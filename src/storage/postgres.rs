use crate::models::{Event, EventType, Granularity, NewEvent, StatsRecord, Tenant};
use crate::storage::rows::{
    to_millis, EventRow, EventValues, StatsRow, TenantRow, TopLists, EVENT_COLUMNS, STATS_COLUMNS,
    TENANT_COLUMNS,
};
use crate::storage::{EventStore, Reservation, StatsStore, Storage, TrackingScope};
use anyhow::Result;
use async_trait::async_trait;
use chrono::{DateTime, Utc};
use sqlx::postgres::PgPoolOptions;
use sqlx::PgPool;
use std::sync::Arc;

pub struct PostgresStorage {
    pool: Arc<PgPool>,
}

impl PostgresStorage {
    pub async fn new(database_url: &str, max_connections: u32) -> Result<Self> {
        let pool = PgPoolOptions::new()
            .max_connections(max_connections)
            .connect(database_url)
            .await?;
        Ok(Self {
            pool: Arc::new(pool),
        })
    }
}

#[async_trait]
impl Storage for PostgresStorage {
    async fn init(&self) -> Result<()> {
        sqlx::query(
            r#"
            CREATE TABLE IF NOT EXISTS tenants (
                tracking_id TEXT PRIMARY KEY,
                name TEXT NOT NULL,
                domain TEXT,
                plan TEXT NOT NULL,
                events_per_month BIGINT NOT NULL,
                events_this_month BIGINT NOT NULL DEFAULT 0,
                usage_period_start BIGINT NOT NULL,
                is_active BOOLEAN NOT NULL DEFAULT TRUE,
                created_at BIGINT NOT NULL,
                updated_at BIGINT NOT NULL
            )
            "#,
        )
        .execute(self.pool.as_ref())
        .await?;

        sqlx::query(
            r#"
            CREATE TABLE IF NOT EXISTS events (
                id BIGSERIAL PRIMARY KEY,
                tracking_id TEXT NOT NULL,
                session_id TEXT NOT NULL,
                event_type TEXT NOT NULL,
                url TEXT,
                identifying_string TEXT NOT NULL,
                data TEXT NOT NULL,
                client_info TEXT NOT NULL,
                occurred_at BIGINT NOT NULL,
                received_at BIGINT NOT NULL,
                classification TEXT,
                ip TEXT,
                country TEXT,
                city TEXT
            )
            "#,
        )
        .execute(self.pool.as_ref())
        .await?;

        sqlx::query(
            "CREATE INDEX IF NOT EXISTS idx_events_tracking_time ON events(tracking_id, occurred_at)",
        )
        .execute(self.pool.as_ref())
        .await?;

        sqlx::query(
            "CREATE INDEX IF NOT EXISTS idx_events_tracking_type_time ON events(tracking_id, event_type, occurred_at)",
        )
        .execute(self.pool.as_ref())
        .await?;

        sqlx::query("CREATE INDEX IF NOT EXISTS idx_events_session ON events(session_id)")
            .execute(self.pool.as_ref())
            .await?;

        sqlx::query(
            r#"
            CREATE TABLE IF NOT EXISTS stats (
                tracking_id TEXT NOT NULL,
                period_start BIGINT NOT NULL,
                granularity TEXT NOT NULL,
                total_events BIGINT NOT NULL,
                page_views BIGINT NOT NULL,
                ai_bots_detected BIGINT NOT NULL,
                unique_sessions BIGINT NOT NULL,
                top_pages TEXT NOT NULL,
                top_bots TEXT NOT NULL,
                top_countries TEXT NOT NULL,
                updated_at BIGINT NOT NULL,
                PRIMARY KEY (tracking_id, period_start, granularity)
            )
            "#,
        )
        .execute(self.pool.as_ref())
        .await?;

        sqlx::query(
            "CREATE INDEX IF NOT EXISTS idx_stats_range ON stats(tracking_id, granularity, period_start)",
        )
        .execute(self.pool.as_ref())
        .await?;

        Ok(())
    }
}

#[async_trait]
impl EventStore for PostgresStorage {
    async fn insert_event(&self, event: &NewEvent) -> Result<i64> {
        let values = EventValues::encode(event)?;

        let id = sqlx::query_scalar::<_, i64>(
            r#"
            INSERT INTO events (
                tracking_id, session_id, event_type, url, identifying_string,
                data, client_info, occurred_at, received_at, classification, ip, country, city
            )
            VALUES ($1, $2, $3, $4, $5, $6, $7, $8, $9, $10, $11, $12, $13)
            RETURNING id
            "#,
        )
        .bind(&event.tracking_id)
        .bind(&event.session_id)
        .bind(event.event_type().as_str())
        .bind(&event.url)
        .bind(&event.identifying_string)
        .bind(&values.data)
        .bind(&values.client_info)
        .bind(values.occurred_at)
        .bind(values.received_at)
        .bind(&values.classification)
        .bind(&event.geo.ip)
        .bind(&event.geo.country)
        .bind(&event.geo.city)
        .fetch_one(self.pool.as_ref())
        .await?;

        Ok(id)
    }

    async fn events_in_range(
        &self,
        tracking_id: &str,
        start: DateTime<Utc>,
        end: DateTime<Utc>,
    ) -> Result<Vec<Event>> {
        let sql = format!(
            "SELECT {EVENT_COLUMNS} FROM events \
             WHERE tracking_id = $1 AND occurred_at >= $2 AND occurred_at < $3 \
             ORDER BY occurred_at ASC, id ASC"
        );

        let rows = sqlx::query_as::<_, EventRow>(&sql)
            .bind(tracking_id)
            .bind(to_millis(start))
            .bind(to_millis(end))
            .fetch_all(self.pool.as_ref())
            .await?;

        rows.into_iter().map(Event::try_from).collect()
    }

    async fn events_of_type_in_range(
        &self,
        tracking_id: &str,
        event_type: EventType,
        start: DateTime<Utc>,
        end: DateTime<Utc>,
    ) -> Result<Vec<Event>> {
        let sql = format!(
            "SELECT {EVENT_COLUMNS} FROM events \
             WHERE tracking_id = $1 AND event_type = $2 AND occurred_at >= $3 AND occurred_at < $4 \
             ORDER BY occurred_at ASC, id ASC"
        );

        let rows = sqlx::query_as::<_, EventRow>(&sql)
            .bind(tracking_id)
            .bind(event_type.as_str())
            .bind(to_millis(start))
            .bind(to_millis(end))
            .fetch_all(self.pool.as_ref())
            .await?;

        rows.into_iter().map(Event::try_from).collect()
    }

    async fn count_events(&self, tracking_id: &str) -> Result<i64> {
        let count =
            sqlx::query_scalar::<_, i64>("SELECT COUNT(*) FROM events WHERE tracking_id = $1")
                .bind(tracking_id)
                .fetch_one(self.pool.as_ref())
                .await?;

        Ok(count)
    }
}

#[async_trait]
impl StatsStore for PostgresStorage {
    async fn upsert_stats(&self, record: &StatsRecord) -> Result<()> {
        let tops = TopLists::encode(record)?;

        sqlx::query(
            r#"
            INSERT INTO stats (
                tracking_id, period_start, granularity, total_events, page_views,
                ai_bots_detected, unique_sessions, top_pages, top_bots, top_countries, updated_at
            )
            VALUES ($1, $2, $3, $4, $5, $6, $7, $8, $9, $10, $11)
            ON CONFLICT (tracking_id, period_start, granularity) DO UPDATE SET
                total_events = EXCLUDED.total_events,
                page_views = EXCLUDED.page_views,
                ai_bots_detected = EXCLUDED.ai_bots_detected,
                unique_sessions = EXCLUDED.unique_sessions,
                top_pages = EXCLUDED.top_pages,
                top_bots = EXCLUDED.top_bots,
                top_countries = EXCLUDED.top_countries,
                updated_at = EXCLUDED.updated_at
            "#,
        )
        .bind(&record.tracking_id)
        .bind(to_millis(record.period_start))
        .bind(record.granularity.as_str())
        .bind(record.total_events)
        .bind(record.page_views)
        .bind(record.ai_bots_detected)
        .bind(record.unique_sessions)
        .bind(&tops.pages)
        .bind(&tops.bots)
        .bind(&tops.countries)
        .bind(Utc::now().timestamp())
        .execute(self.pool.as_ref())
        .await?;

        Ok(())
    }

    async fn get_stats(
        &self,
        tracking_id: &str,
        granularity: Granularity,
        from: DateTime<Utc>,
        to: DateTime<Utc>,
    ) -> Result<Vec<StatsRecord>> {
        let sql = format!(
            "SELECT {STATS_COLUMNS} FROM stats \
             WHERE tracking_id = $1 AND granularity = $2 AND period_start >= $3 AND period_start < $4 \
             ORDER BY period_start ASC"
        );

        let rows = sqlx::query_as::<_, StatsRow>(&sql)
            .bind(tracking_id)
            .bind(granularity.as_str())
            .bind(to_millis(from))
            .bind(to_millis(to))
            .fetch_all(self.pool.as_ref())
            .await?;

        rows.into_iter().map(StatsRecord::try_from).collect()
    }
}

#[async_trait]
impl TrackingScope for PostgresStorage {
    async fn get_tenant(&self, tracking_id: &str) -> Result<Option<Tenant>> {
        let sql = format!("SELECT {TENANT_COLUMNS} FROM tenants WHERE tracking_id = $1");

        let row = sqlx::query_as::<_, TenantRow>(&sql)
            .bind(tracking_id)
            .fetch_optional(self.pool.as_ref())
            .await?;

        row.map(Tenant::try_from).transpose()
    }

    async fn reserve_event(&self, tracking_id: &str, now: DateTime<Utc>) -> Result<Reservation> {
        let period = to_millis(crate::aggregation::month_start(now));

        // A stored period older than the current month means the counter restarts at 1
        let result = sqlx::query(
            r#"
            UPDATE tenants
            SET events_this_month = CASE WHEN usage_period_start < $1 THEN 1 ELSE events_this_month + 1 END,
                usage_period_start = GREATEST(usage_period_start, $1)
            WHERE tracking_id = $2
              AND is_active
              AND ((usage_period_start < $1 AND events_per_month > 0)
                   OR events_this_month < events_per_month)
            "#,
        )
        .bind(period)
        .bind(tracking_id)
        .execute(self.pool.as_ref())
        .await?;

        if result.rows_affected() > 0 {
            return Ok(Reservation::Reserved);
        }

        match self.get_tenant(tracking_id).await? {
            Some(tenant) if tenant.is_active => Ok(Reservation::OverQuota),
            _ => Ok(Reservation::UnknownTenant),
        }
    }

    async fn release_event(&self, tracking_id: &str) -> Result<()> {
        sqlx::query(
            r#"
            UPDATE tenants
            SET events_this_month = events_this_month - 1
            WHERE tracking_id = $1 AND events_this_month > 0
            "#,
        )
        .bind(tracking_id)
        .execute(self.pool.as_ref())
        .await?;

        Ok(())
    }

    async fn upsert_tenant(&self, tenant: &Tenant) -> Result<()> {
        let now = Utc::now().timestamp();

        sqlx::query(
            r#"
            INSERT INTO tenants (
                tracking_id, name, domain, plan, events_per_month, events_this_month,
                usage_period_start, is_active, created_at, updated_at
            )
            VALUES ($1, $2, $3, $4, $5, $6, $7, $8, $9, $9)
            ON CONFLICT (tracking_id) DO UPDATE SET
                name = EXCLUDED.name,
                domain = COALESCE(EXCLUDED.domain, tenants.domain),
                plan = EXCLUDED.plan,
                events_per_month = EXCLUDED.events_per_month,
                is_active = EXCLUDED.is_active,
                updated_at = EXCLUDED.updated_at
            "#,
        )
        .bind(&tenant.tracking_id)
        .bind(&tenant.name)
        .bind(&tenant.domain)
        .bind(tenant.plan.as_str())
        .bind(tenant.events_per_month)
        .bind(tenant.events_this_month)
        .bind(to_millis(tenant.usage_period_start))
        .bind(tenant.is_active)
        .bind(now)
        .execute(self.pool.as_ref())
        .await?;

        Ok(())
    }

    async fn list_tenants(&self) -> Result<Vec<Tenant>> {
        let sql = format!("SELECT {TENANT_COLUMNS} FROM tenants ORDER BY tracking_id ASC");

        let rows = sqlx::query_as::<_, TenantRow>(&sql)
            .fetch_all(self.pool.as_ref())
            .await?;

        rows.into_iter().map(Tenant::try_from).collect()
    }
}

━━━

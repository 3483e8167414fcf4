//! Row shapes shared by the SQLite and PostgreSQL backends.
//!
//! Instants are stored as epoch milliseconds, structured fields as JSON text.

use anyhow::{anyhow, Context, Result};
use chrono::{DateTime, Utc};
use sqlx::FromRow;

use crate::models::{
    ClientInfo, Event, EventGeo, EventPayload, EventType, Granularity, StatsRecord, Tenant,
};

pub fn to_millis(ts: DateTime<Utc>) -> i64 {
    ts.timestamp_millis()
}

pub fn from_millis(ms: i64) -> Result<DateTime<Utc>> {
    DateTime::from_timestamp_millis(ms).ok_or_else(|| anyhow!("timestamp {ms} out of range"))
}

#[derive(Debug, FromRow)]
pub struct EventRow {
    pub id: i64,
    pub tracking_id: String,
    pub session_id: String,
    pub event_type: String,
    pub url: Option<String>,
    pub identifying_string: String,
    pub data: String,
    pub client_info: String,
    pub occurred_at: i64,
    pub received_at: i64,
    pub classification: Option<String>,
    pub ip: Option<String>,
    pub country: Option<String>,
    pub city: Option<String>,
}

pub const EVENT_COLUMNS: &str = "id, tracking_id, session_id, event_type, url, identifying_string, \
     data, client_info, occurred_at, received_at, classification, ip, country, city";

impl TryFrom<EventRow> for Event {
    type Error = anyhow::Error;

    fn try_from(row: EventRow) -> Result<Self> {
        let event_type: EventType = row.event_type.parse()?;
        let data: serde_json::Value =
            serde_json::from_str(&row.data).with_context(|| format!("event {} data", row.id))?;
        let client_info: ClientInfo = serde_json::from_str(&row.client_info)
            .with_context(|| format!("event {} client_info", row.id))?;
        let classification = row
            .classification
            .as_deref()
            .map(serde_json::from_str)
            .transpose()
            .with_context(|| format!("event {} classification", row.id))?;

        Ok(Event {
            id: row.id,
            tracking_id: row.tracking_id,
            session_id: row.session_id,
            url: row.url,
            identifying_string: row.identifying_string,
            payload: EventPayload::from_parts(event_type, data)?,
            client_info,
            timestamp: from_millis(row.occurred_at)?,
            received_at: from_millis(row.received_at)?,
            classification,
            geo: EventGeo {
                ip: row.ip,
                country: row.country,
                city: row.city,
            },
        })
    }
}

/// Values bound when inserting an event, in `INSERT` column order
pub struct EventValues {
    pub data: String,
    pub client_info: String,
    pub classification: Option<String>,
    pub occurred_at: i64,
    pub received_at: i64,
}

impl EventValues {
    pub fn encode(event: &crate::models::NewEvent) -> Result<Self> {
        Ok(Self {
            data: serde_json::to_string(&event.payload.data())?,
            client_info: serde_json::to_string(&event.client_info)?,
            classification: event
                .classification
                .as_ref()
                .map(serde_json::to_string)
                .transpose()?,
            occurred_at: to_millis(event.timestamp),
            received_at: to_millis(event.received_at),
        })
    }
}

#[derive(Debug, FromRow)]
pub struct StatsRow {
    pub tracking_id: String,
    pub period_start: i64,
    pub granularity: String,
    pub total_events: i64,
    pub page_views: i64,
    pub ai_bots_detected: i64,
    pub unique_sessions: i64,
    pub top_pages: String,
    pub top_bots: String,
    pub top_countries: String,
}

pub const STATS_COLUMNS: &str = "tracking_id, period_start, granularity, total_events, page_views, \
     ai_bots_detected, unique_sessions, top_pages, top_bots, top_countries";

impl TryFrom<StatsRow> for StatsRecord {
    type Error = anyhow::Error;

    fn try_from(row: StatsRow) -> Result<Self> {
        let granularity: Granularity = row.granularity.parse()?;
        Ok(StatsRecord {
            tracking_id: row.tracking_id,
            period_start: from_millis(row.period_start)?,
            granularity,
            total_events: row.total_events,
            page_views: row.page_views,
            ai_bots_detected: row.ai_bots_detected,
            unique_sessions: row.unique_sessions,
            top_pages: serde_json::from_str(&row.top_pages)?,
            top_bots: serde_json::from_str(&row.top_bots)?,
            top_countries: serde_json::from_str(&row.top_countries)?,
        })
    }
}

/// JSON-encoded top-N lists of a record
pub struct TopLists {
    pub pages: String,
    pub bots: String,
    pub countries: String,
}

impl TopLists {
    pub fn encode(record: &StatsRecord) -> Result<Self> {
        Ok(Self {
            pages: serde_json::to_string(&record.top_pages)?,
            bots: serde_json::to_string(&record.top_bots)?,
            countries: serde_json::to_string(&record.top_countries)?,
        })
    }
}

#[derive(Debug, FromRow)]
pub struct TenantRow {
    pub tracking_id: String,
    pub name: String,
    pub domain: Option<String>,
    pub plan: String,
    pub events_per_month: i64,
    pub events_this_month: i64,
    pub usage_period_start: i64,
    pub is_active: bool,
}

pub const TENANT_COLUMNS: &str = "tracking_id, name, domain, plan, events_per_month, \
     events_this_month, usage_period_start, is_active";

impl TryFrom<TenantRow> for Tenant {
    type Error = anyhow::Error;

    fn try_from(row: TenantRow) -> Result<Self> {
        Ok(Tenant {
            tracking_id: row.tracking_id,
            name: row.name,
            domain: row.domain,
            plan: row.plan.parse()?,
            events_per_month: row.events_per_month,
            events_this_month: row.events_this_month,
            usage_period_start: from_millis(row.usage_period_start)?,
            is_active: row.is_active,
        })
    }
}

━━━

# Task directions:
If a line in the records holds the word "SELECT", count it, then give only the total.

# Finished task:
6